● Your assignment:
Report how many lines in the data below hold the string "columns". Nothing else should appear in the answer.
*-*-*
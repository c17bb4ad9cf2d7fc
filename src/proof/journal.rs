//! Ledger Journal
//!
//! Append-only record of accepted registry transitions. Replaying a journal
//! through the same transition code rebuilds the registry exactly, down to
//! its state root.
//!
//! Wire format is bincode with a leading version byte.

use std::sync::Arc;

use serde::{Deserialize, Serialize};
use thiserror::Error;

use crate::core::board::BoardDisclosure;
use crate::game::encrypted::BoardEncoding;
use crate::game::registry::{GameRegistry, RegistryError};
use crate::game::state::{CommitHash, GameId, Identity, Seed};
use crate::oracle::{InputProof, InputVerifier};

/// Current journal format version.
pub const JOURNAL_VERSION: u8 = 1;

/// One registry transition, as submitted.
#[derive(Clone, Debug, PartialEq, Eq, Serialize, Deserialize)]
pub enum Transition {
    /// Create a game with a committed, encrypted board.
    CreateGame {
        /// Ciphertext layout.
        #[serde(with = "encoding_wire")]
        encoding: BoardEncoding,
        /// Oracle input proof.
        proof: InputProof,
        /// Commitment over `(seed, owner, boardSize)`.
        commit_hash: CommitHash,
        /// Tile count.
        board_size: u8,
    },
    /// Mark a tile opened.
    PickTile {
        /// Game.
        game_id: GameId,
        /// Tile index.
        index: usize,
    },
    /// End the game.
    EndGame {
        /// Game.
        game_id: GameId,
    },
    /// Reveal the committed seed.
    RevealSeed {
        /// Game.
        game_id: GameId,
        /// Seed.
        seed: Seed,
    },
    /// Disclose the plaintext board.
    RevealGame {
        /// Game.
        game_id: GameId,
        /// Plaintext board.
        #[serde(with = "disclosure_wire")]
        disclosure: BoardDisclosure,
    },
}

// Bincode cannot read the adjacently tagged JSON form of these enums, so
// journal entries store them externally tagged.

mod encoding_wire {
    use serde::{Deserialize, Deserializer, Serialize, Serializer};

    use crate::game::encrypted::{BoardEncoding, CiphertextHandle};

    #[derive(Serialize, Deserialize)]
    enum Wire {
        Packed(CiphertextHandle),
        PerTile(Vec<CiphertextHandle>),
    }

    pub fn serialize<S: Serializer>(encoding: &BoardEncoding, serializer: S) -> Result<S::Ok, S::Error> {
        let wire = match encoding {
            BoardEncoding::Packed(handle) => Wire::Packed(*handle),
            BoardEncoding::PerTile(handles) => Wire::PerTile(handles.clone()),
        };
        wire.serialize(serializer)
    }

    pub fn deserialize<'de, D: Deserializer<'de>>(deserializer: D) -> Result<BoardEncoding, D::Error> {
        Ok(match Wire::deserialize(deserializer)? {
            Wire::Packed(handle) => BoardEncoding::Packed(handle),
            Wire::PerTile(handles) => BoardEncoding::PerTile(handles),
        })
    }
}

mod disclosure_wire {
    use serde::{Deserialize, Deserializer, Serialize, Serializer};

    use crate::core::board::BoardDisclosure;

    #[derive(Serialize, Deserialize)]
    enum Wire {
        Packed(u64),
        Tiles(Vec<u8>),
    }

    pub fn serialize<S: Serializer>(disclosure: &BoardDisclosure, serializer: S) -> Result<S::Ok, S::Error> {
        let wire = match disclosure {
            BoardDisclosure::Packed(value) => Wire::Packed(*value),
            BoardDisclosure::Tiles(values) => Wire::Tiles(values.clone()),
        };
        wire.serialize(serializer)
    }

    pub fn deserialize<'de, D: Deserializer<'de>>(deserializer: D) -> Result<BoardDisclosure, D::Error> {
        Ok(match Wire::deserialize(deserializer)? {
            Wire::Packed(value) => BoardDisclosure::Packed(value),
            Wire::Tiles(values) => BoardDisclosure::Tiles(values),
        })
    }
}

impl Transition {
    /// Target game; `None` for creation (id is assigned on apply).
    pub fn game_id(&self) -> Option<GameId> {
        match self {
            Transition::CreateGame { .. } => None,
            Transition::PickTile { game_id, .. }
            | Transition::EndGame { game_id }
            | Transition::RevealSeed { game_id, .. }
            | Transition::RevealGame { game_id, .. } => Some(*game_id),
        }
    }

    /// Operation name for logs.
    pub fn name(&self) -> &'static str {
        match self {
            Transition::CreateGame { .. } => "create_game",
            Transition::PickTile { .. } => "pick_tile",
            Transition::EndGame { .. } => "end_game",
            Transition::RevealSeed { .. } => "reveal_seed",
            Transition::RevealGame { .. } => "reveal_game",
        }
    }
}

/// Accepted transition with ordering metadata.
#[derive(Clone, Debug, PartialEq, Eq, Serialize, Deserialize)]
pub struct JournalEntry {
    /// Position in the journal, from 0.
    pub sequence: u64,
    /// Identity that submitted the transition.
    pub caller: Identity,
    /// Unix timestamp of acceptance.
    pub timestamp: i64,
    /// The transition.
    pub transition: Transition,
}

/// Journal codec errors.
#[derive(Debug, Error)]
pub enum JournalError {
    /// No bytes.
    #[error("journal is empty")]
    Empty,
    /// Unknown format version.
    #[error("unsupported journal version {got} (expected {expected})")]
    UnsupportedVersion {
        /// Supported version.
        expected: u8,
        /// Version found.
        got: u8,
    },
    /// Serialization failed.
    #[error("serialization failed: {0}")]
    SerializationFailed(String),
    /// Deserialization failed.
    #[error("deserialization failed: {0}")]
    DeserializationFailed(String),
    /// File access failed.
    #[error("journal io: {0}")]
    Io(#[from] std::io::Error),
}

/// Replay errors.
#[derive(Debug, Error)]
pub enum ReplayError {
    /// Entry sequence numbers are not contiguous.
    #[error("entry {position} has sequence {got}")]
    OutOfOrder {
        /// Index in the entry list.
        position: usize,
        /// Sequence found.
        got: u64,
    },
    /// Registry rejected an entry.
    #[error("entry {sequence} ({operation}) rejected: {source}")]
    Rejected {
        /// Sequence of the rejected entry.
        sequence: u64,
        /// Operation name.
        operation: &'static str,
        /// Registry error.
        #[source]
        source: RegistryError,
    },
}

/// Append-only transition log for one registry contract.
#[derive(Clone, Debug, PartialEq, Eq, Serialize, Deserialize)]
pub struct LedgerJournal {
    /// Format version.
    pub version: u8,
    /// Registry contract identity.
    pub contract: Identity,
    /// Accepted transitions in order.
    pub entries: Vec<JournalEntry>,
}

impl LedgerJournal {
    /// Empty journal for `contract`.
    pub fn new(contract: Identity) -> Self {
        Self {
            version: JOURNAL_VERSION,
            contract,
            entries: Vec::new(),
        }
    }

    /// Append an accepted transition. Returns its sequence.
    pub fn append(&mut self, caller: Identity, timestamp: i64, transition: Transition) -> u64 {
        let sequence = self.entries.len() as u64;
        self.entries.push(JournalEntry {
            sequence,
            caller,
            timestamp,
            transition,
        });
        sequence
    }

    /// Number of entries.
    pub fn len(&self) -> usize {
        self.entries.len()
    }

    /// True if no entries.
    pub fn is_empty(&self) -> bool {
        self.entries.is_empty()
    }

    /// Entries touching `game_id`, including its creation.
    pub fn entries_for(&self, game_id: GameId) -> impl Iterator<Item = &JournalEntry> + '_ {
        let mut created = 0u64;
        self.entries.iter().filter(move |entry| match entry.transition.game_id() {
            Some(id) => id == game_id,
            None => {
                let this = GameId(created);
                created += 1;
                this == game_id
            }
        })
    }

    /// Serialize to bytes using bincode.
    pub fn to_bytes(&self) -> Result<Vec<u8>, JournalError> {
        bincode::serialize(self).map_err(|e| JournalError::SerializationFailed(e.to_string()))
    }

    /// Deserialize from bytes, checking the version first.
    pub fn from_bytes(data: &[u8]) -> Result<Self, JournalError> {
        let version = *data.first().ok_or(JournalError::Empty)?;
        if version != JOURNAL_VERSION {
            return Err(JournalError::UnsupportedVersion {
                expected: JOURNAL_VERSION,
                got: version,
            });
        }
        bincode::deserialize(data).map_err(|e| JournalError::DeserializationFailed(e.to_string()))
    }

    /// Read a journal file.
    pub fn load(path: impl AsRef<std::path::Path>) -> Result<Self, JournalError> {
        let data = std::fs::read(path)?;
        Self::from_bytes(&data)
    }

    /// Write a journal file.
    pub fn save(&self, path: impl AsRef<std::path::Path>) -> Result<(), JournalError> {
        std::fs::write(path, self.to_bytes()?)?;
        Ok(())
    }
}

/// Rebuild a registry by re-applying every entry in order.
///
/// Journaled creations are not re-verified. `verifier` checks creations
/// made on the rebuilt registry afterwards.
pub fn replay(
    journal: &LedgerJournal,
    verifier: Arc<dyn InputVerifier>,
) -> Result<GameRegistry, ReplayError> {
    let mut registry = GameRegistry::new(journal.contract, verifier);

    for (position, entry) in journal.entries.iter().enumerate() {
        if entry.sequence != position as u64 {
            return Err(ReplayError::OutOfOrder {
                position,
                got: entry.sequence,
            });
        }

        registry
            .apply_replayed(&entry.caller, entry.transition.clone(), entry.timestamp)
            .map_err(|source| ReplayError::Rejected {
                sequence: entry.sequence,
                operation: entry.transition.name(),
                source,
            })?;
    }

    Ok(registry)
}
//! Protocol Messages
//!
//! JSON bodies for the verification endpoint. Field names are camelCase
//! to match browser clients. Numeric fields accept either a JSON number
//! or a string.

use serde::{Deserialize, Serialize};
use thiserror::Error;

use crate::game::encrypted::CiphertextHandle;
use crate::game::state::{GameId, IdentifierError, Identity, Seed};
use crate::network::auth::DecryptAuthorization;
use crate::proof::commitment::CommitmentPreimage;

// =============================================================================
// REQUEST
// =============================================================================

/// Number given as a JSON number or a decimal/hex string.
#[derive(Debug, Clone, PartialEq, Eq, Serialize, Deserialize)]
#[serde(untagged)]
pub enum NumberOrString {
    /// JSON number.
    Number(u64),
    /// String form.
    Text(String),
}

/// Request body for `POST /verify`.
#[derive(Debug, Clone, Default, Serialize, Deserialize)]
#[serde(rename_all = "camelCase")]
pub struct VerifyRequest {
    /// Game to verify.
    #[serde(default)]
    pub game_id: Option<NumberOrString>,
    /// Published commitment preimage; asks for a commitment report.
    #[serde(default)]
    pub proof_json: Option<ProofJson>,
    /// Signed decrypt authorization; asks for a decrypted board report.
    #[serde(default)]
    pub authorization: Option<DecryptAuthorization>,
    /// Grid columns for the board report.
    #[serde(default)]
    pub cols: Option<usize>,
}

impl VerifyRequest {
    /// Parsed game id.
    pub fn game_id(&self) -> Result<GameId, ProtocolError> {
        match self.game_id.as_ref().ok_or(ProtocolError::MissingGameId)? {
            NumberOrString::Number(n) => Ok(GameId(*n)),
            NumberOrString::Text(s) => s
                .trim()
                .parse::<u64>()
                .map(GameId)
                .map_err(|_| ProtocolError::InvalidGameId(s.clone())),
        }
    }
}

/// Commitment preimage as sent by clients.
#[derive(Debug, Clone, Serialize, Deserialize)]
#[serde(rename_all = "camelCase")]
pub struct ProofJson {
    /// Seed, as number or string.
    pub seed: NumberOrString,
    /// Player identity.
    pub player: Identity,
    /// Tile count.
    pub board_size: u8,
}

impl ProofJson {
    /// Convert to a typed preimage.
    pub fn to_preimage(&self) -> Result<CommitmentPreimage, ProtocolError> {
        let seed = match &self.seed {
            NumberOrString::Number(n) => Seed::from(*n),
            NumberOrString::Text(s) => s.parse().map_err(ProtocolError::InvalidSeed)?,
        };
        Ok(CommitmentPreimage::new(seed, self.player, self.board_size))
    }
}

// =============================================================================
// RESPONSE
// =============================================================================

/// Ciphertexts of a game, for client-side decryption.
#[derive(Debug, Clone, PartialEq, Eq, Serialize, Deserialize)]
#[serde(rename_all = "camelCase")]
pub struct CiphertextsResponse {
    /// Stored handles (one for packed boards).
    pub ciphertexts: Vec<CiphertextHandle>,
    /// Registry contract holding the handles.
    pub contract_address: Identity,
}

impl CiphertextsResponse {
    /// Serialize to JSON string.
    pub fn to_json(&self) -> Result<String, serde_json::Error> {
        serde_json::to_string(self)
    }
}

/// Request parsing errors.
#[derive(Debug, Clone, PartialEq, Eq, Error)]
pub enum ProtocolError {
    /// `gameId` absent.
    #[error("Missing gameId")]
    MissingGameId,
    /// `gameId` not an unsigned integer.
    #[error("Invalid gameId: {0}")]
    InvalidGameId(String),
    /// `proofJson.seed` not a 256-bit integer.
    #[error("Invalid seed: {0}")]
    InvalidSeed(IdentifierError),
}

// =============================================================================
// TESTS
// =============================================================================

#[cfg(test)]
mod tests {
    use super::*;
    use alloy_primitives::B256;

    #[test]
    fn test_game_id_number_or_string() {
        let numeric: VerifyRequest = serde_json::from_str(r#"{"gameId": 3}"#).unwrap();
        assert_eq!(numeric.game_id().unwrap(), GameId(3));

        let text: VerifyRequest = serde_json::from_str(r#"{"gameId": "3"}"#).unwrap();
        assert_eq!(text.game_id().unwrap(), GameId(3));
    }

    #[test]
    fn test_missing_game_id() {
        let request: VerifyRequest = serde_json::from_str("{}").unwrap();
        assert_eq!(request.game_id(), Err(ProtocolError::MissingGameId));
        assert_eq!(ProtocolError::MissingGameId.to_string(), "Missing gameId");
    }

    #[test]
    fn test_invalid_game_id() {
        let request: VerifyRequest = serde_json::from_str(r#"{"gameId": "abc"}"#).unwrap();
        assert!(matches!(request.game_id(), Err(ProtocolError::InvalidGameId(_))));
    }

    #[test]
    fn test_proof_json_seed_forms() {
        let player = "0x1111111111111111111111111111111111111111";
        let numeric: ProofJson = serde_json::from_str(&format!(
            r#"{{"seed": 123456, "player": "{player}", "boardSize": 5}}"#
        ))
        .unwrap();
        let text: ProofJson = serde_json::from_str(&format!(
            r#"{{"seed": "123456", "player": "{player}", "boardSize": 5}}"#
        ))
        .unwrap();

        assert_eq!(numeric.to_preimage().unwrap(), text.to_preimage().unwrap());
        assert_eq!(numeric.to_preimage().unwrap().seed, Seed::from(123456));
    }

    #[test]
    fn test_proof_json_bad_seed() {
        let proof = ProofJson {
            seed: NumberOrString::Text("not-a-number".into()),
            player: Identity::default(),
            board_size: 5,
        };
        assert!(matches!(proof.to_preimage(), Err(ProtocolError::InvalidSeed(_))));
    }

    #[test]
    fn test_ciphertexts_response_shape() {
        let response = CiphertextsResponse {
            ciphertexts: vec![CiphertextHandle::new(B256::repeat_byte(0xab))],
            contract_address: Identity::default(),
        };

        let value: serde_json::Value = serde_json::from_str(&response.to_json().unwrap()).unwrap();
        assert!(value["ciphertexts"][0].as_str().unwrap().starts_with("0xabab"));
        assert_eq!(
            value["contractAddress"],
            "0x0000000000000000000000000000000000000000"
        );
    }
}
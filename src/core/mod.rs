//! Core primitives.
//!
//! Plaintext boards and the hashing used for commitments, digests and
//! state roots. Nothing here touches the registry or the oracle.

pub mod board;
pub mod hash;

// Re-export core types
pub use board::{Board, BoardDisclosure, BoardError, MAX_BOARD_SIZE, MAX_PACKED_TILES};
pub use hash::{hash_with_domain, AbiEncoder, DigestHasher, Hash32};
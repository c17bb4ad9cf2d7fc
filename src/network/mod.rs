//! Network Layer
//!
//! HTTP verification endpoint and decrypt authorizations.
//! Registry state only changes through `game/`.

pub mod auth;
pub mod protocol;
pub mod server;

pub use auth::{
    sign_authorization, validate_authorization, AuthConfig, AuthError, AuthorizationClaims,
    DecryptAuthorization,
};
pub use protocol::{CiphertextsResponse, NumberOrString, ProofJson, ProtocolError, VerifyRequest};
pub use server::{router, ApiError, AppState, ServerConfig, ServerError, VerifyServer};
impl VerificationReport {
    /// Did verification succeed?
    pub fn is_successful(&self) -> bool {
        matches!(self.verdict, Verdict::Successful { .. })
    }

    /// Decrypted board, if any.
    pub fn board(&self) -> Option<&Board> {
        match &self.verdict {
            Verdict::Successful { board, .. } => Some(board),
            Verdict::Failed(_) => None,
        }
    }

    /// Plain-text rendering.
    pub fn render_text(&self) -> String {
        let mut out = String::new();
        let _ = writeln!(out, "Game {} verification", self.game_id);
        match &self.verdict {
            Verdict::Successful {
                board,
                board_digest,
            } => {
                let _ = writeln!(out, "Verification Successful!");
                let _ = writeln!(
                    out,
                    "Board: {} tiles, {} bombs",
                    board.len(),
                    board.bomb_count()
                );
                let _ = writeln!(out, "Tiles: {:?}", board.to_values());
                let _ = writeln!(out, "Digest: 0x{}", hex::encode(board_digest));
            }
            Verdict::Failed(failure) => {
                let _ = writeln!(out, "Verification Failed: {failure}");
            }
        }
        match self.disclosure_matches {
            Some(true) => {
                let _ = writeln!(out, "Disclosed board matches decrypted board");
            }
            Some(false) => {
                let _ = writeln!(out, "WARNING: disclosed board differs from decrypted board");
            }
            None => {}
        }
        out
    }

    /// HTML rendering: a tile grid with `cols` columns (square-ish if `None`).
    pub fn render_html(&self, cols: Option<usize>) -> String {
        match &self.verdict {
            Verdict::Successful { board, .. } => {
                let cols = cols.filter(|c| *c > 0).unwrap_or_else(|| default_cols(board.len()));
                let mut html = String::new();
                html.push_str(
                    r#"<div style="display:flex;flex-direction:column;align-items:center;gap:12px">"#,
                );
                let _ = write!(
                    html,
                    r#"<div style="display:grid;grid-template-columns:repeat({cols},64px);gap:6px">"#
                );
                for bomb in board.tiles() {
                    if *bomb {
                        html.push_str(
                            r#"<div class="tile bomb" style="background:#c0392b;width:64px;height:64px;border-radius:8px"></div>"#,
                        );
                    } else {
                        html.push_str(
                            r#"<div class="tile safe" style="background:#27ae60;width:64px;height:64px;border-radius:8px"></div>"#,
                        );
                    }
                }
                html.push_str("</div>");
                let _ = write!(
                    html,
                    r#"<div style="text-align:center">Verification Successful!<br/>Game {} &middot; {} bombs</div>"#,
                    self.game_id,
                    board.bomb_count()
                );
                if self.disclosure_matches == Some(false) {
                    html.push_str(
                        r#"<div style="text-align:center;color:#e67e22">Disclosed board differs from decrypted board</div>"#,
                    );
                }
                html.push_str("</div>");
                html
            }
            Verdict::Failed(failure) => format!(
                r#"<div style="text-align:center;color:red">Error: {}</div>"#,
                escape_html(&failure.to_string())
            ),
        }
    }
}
*-*-*
● Answer to the problem:
3